Именно образ дублинских окрестностей как один из факторов, обеспечивающих специфику бытования новеллы в структуре романа «Больше замахов...», привлекает исследовательское внимание к «Фингалу». В пространстве Фингала, как специфически «ирландском», сфокусировалась множество смыслов, и эта полисемантика дублинских окрестностей, вернее, его восприятия самим автором и героем, заложена в уже заглавии новеллы, на котором поэтому следует остановиться подробнее.

Название главы задает новеллистическую лаконичность — оно четко определяет то место, где будет происходить развитие действия. Пространственные границы обозначаются и объясняются в экспозиции: Фингал входит в текст новеллы как назва-

ние прибрежной территории к северу от Дублина. Холмы Фелтрима, дорога из Дублина в Мэлахайд, Замковые леса, Волчий холм — это места, овеянные легендами. Они входят в район Фингала, известного со времени нашествия викингов на Ирландию. Изначально «фингал» — это прозвище «белых» скандинавов, прибывших из Дании в IX веке, поселившихся на береговой линии и отличающихся светлым цветом волос и глаз. За долгий период в сознании ирландцев сформировалось восприятие Фингала как местности, населенной галлами, чужестранцами, что заложено в этимологии и подчеркивается в современных объяснениях происхождения названия.

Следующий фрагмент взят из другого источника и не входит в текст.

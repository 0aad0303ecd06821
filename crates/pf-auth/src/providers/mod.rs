//! Login providers: the handlers a `Login` RPC dispatches to by name.
//! Every provider implements the same contract so the auth plugin can
//! treat them uniformly, regardless of what credential shape they accept.

mod fake;
mod password;

use std::collections::HashMap;

use async_trait::async_trait;
use pf_core::Result;
use serde_json::Value;

pub use fake::FakeProvider;
pub use password::{Account, AccountFinder, PasswordProvider};

use crate::identity::Identity;

/// A registered login handler. `creds` is the provider-specific JSON
/// payload carried in the `Login` RPC.
#[async_trait]
pub trait LoginProvider: Send + Sync {
	/// Provider name, as dispatched on by the `Login` RPC's `provider` field.
	fn name(&self) -> &str;

	/// Attempts to authenticate `creds`, producing a fresh [`Identity`] on
	/// success.
	async fn authenticate(&self, creds: &Value) -> Result<Identity>;
}

/// Providers keyed by name, as consulted by the `Login` RPC dispatcher.
#[derive(Default)]
pub struct ProviderRegistry {
	providers: HashMap<String, Box<dyn LoginProvider>>,
}

impl ProviderRegistry {
	pub fn new() -> Self {
		Self::default()
	}

	pub fn register(&mut self, provider: Box<dyn LoginProvider>) {
		self.providers.insert(provider.name().to_string(), provider);
	}

	pub fn get(&self, name: &str) -> Option<&dyn LoginProvider> {
		self.providers.get(name).map(|p| p.as_ref())
	}
}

Между тем, район Фингала стал известен во времена более древние, до прихода викингов, поэтому этот дублинский пригород значим в постижении истории Ирландии и представляет интерес как место, увлекающее своим сохранившимся сельским колоритом и множеством достопримечательностей. Это холм, названный Пэдди Хилл, что является шутливым прозвищем коренного ирландца; в соответствии с легендой сам покровитель Ирландии Святой Патрик посещал эту возвышенность. С самой высокой точки холма видны окрестности — остров Око Ирландии, Дублинские горы, а также остров Лэмбей, описанный и нанесенный на карту Птолемеем. Английское название острова, данное из-за рельефа, восходит к греческому и может означать, согласно словарю, «улитку» или «спираль» или «медлительного человека». По аналогии с движением по спирали, ирландцы воспринимают Фингал как мир старины, возвращение в который ассоциируется с приближением к истокам Ирландии.

С мотивом возвращения связан эпоним к географическому «Фингалу» — это имя одного из героев «Песен Оссиана» (1773), мистификации Д. Макферсона. Образ героя Финна Мак-Кумхайла восходит к образу Финна, героя ирландских сказаний. Усеченной версией имени «Финн» и является «Фингал», что означало «белый странник» [Мифологический словарь 1991: 574]. Благодаря разным легендам, имя Финна предстает многозначным, связанным с мудростью, тайным знанием, красотой. В сказаниях наряду с сюжетами о смерти Финна есть и вера в появление Финна «на земле в облике того или иного героя Ирландии» [Кельтские мифы 2005: 469].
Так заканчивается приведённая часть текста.